A few minutes after Ludo’s silver car has vanished in a cloud of dust, the skiers start to arrive.
‘Calme, calme!’ coos the Proustian Madeleine, sensing my edginess that everything should be just so. ‘On va passer un bon petit moment, quoi qu’il arrive.’ The wives immediately set to work, washing the salad and polishing champagne glasses, while the men do their bit by wandering outside to view the sheep.
‘How much did you pay for this place?’ asks Kiki, still hobbling with a stick after her skiing accident. French directness about money never fails to take me by surprise. Fortunately Mermoz and Jeanne, in matching walking boots and anoraks, appear at this moment, so I can stop squirming. But Mermoz can’t, for the cat – sensing a cat-hater – makes a special point of coming to greet him.
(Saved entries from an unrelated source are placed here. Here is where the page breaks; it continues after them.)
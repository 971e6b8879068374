use log::{info, trace};
use serde::Serialize;
use std::time::{Duration, Instant};

use super::nonce::target_pattern;
use crate::error::{AdmissionError, OracleError};
use crate::oracle::{MAX_QUBITS, Oracle};

/// Parameters that gate admission of a block.
#[derive(Debug, Clone, Serialize)]
pub struct AdmissionPolicy {
    /// Minimum target frequency (percent) required to commit.
    pub threshold: f64,
    /// Trials per oracle query.
    pub shots: u32,
    /// Width of the derived nonce in bits.
    pub nonce_width: usize,
    /// Give up after this many oracle queries.
    pub max_iterations: Option<u64>,
    /// Give up once this much wall-clock time has passed.
    #[serde(skip)]
    pub max_duration: Option<Duration>,
}

impl AdmissionPolicy {
    pub fn validate(&self) -> Result<(), AdmissionError> {
        if !self.threshold.is_finite() || self.threshold < 0.0 {
            return Err(AdmissionError::InvalidPolicy(format!(
                "threshold must be a non-negative percentage, got {}",
                self.threshold
            )));
        }
        if self.shots == 0 {
            return Err(AdmissionError::InvalidPolicy("shots must be > 0".into()));
        }
        if self.max_duration == Some(Duration::ZERO) {
            return Err(AdmissionError::InvalidPolicy(
                "max duration must be > 0 (leave it unset to disable)".into(),
            ));
        }
        if self.nonce_width == 0 || self.nonce_width > MAX_QUBITS {
            return Err(AdmissionError::InvalidPolicy(format!(
                "nonce width must be within 1..={MAX_QUBITS}, got {}",
                self.nonce_width
            )));
        }
        Ok(())
    }
}

/// Statistics of a completed admission.
#[derive(Debug, Clone, PartialEq, Serialize)]
pub struct AdmissionReport {
    pub final_accuracy: f64,
    pub iterations: u64,
    pub average_accuracy: f64,
    pub elapsed_ms: u64,
}

#[derive(Debug, Clone, PartialEq)]
pub enum AdmissionState {
    /// About to query the oracle (or to stop if a cap is hit).
    Querying,
    /// Oracle answered; `hits` is the target pattern's count.
    Accumulating { hits: u64 },
    Admitted,
    TimedOut,
    Failed(OracleError),
}

/// Retry loop against a stationary oracle. The challenge never changes
/// between iterations; only the random draw does.
pub struct Admission<'a> {
    oracle: &'a dyn Oracle,
    policy: &'a AdmissionPolicy,
    nonce: &'a str,
    target: String,
    state: AdmissionState,
    iterations: u64,
    accuracy: f64,
    running_sum: f64,
    started: Instant,
}

impl<'a> Admission<'a> {
    pub fn new(oracle: &'a dyn Oracle, nonce: &'a str, policy: &'a AdmissionPolicy) -> Self {
        // A zero threshold is met before any query is made.
        let state = if policy.threshold <= 0.0 {
            AdmissionState::Admitted
        } else {
            AdmissionState::Querying
        };
        Self {
            oracle,
            policy,
            nonce,
            target: target_pattern(nonce),
            state,
            iterations: 0,
            accuracy: 0.0,
            running_sum: 0.0,
            started: Instant::now(),
        }
    }

    fn is_terminal(&self) -> bool {
        matches!(
            self.state,
            AdmissionState::Admitted | AdmissionState::TimedOut | AdmissionState::Failed(_)
        )
    }

    fn cap_reached(&self) -> bool {
        if let Some(max) = self.policy.max_iterations {
            if self.iterations >= max {
                return true;
            }
        }
        if let Some(limit) = self.policy.max_duration {
            if self.started.elapsed() >= limit {
                return true;
            }
        }
        false
    }

    /// Advance one transition. Terminal states are left unchanged.
    pub fn step(&mut self) -> &AdmissionState {
        let next = match &self.state {
            AdmissionState::Querying => {
                if self.cap_reached() {
                    AdmissionState::TimedOut
                } else {
                    self.iterations += 1;
                    match self.oracle.query(self.nonce, self.policy.shots) {
                        Ok(counts) => AdmissionState::Accumulating {
                            hits: counts.get(&self.target).copied().unwrap_or(0),
                        },
                        Err(e) => AdmissionState::Failed(e),
                    }
                }
            }
            AdmissionState::Accumulating { hits } => {
                self.accuracy = (*hits as f64 / f64::from(self.policy.shots)) * 100.0;
                self.running_sum += self.accuracy;
                if self.accuracy >= self.policy.threshold {
                    AdmissionState::Admitted
                } else {
                    AdmissionState::Querying
                }
            }
            terminal => terminal.clone(),
        };
        trace!(
            "ADMISSION nonce={} iter={} {:?} -> {:?}",
            self.nonce, self.iterations, self.state, next
        );
        self.state = next;
        &self.state
    }

    fn elapsed_ms(&self) -> u64 {
        self.started.elapsed().as_millis() as u64
    }

    /// Drive the machine to a terminal state.
    pub fn run(mut self) -> Result<AdmissionReport, AdmissionError> {
        while !self.is_terminal() {
            self.step();
        }

        let elapsed_ms = self.elapsed_ms();
        match self.state {
            AdmissionState::Admitted => {
                let average_accuracy = if self.iterations == 0 {
                    0.0
                } else {
                    self.running_sum / self.iterations as f64
                };
                Ok(AdmissionReport {
                    final_accuracy: self.accuracy,
                    iterations: self.iterations,
                    average_accuracy,
                    elapsed_ms,
                })
            }
            AdmissionState::TimedOut => Err(AdmissionError::Timeout {
                iterations: self.iterations,
                elapsed_ms,
            }),
            AdmissionState::Failed(source) => Err(AdmissionError::OracleUnavailable {
                source,
                iterations: self.iterations,
            }),
            AdmissionState::Querying | AdmissionState::Accumulating { .. } => {
                unreachable!("loop exits only on terminal states")
            }
        }
    }
}

/// Query `oracle` with the fixed `nonce` until the reversed-nonce frequency
/// reaches `policy.threshold`, then report the accumulated statistics.
pub fn admit(
    oracle: &dyn Oracle,
    nonce: &str,
    policy: &AdmissionPolicy,
) -> Result<AdmissionReport, AdmissionError> {
    policy.validate()?;
    let report = Admission::new(oracle, nonce, policy).run()?;
    info!(
        "Final Accuracy: {}% | Iterations: {} | Average Accuracy: {}%",
        report.final_accuracy, report.iterations, report.average_accuracy
    );
    Ok(report)
}
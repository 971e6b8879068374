use actix_web::{HttpResponse, Responder, get, post, web};
use log::{debug, info, warn};

use super::models::{
    AppState, ChainResponse, ErrorResponse, NewBlockRequest, NewBlockResponse, ValidateResponse,
};
use crate::blockchain::Transfer;
use crate::error::AdmissionError;

/// Get the full blockchain.
#[get("/chain/")]
pub async fn get_chain(state: web::Data<AppState>) -> impl Responder {
    let bc = state.blockchain.lock().expect("mutex poisoned");
    let resp = ChainResponse {
        length: bc.len(),
        threshold: state.policy.threshold,
        chain: bc.list(),
    };
    HttpResponse::Ok().json(resp)
}

/// Tabular listing of the chain.
#[get("/chain/table/")]
pub async fn get_chain_table(state: web::Data<AppState>) -> impl Responder {
    let table = {
        let bc = state.blockchain.lock().expect("mutex poisoned");
        bc.render_table()
    };
    HttpResponse::Ok()
        .content_type("text/plain; charset=utf-8")
        .body(table)
}

/// Validate the whole chain.
#[get("/validate/")]
pub async fn validate_chain(state: web::Data<AppState>) -> impl Responder {
    let bc = state.blockchain.lock().expect("mutex poisoned");
    let resp = ValidateResponse {
        valid: bc.is_valid_chain(),
        length: bc.len(),
    };
    HttpResponse::Ok().json(resp)
}

/// Submit a new block. Blocks until admission finishes; concurrent
/// submissions queue on the admission lock while reads stay available.
#[post("/blocks/")]
pub async fn submit_block(
    state: web::Data<AppState>,
    body: web::Json<NewBlockRequest>,
) -> impl Responder {
    let body = body.into_inner();
    for (field, value) in [
        ("sender", &body.sender),
        ("receiver", &body.receiver),
        ("amount", &body.amount),
    ] {
        if value.trim().is_empty() {
            warn!("POST /blocks/ - rejected: empty {field}");
            return HttpResponse::BadRequest().json(ErrorResponse {
                error: format!("{field} must not be empty"),
            });
        }
    }

    let transfer = Transfer {
        sender: body.sender,
        receiver: body.receiver,
        amount: body.amount,
    };
    debug!(
        "POST /blocks/ - admitting {} -> {} ({})",
        transfer.sender, transfer.receiver, transfer.amount
    );

    let worker_state = state.clone();
    let outcome = web::block(move || worker_state.admit_block(transfer)).await;

    let result = match outcome {
        Ok(result) => result,
        Err(e) => {
            warn!("POST /blocks/ - admission worker failed: {e}");
            return HttpResponse::InternalServerError().json(ErrorResponse {
                error: "admission worker failed".into(),
            });
        }
    };

    let mut stats = state.stats.lock().expect("mutex poisoned");
    match result {
        Ok((block, report)) => {
            stats.committed += 1;
            stats.total_iterations += report.iterations;
            stats.last_report = Some(report.clone());
            info!(
                "ACCEPTED block#{} hash={} accuracy={:.2}% iterations={} avg={:.2}%",
                block.block_number,
                block.block_hash,
                block.accuracy,
                report.iterations,
                report.average_accuracy
            );
            HttpResponse::Ok().json(NewBlockResponse { block, report })
        }
        Err(e) => {
            stats.failed += 1;
            stats.total_iterations += e.iterations();
            let body = ErrorResponse {
                error: e.to_string(),
            };
            match e {
                AdmissionError::OracleUnavailable { .. } => {
                    HttpResponse::ServiceUnavailable().json(body)
                }
                AdmissionError::Timeout { .. } => HttpResponse::GatewayTimeout().json(body),
                AdmissionError::InvalidPolicy(_) => HttpResponse::InternalServerError().json(body),
            }
        }
    }
}

#[cfg(test)]
mod tests {
    use actix_web::{App, http::StatusCode, test, web};
    use serde_json::{Value, json};
    use std::sync::Arc;

    use crate::api::{AppState, init_routes};
    use crate::blockchain::AdmissionPolicy;
    use crate::oracle::GroverSimulator;
    use crate::oracle::testing::{OfflineOracle, ScriptedOracle, SlowOracle};
    use std::rc::Rc;
    use std::time::{Duration, Instant};

    fn policy(threshold: f64) -> AdmissionPolicy {
        AdmissionPolicy {
            threshold,
            shots: 1024,
            nonce_width: 8,
            max_iterations: Some(5),
            max_duration: None,
        }
    }

    fn simulated_state() -> web::Data<AppState> {
        web::Data::new(AppState::new(
            Arc::new(GroverSimulator::new(Some(11), 0.0)),
            policy(90.0),
        ))
    }

    #[actix_web::test]
    async fn submit_then_list_chain() {
        let state = simulated_state();
        let app =
            test::init_service(App::new().app_data(state.clone()).configure(init_routes)).await;

        let req = test::TestRequest::post()
            .uri("/api/v1/blocks/")
            .set_json(json!({"sender": "alice", "receiver": "bob", "amount": "10"}))
            .to_request();
        let resp: Value = test::call_and_read_body_json(&app, req).await;
        assert_eq!(resp["block"]["block_number"], 2);
        assert!(resp["report"]["final_accuracy"].as_f64().unwrap() >= 90.0);

        let req = test::TestRequest::get().uri("/api/v1/chain/").to_request();
        let chain: Value = test::call_and_read_body_json(&app, req).await;
        assert_eq!(chain["length"], 2);
        assert_eq!(
            chain["chain"][1]["previous_hash"],
            chain["chain"][0]["block_hash"]
        );

        let req = test::TestRequest::get().uri("/api/v1/validate/").to_request();
        let valid: Value = test::call_and_read_body_json(&app, req).await;
        assert_eq!(valid["valid"], true);

        let req = test::TestRequest::get()
            .uri("/api/v1/chain/table/")
            .to_request();
        let table = test::call_and_read_body(&app, req).await;
        let table = String::from_utf8(table.to_vec()).unwrap();
        assert!(table.starts_with("Block Number"));
        assert!(table.contains("alice"));
    }

    #[actix_web::test]
    async fn blank_fields_are_rejected() {
        let state = simulated_state();
        let app =
            test::init_service(App::new().app_data(state.clone()).configure(init_routes)).await;

        let req = test::TestRequest::post()
            .uri("/api/v1/blocks/")
            .set_json(json!({"sender": "  ", "receiver": "bob", "amount": "10"}))
            .to_request();
        let resp = test::call_service(&app, req).await;
        assert_eq!(resp.status(), StatusCode::BAD_REQUEST);
        assert_eq!(state.blockchain.lock().unwrap().len(), 1);
    }

    #[actix_web::test]
    async fn oracle_outage_maps_to_503() {
        let state = web::Data::new(AppState::new(Arc::new(OfflineOracle), policy(50.0)));
        let app =
            test::init_service(App::new().app_data(state.clone()).configure(init_routes)).await;

        let req = test::TestRequest::post()
            .uri("/api/v1/blocks/")
            .set_json(json!({"sender": "a", "receiver": "b", "amount": "1"}))
            .to_request();
        let resp = test::call_service(&app, req).await;
        assert_eq!(resp.status(), StatusCode::SERVICE_UNAVAILABLE);
        assert_eq!(state.blockchain.lock().unwrap().len(), 1);
        let stats = state.stats.lock().unwrap();
        assert_eq!(stats.failed, 1);
        // the single failed query still counts
        assert_eq!(stats.total_iterations, 1);
    }

    #[actix_web::test]
    async fn unreachable_threshold_maps_to_504() {
        let state = web::Data::new(AppState::new(
            Arc::new(GroverSimulator::new(Some(5), 0.0)),
            policy(100.01),
        ));
        let app =
            test::init_service(App::new().app_data(state.clone()).configure(init_routes)).await;

        let req = test::TestRequest::post()
            .uri("/api/v1/blocks/")
            .set_json(json!({"sender": "a", "receiver": "b", "amount": "1"}))
            .to_request();
        let resp = test::call_service(&app, req).await;
        assert_eq!(resp.status(), StatusCode::GATEWAY_TIMEOUT);
        assert_eq!(state.stats.lock().unwrap().total_iterations, 5);
    }

    #[actix_web::test]
    async fn fields_are_stored_as_submitted() {
        let state = simulated_state();
        let app =
            test::init_service(App::new().app_data(state.clone()).configure(init_routes)).await;

        let req = test::TestRequest::post()
            .uri("/api/v1/blocks/")
            .set_json(json!({"sender": " alice ", "receiver": "bob\t", "amount": " 10"}))
            .to_request();
        let resp: Value = test::call_and_read_body_json(&app, req).await;
        assert_eq!(resp["block"]["sender"], " alice ");
        assert_eq!(resp["block"]["receiver"], "bob\t");
        assert_eq!(resp["block"]["amount"], " 10");

        let bc = state.blockchain.lock().unwrap();
        assert_eq!(bc.last_block().sender, " alice ");
        assert!(bc.is_valid_chain());
    }

    #[actix_web::test]
    async fn chain_stays_readable_during_admission() {
        let oracle = SlowOracle {
            delay: Duration::from_millis(300),
            inner: ScriptedOracle::new(&[0, 1024]),
        };
        let state = web::Data::new(AppState::new(Arc::new(oracle), policy(90.0)));
        let app = Rc::new(
            test::init_service(App::new().app_data(state.clone()).configure(init_routes)).await,
        );

        let post_app = Rc::clone(&app);
        let post = actix_web::rt::spawn(async move {
            let req = test::TestRequest::post()
                .uri("/api/v1/blocks/")
                .set_json(json!({"sender": "a", "receiver": "b", "amount": "1"}))
                .to_request();
            test::call_service(&*post_app, req).await.status()
        });
        actix_web::rt::time::sleep(Duration::from_millis(100)).await;

        let started = Instant::now();
        let req = test::TestRequest::get().uri("/api/v1/chain/").to_request();
        let chain: Value = test::call_and_read_body_json(&*app, req).await;
        assert!(started.elapsed() < Duration::from_millis(250));
        assert_eq!(chain["length"], 1);

        assert_eq!(post.await.unwrap(), StatusCode::OK);
        let bc = state.blockchain.lock().unwrap();
        assert_eq!(bc.len(), 2);
        assert!(bc.is_valid_chain());
    }
}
‘Putain! Look at the size of that thing,’ yells Mermoz, somewhat hurtfully, as he jumps for cover behind Jeanne. It’s true that the cat is still a little on the starboard side of portly, but she’s been on the diet food for months. ‘Who did he eat for breakfast? You can still see the blood on his jaws.’ Though Mermoz’s joshing is brave enough, I can see the raw panic in his eyes, too. So I grab the cat, and shut it in my bedroom.
We move through into the summer sitting-room, and I feel suddenly embarrassed, because everyone bursts into applause.
‘This is really a chateau,’ declares the Proustian Madeleine, making me feel glad that there are still some exposed lightbulbs dangling from dusty wires, and that I left the ancient cattle stalls in place when Douglas rendered the walls.
‘I can take no credit,’ I explain, beginning to tell them about Ludo, and how I have merely been finishing the work he began.
‘We’ll be able to play tennis in here next winter, if Kiki will let us,’ chortles Mermoz, giving Kiki a hearty nudge in the ribs.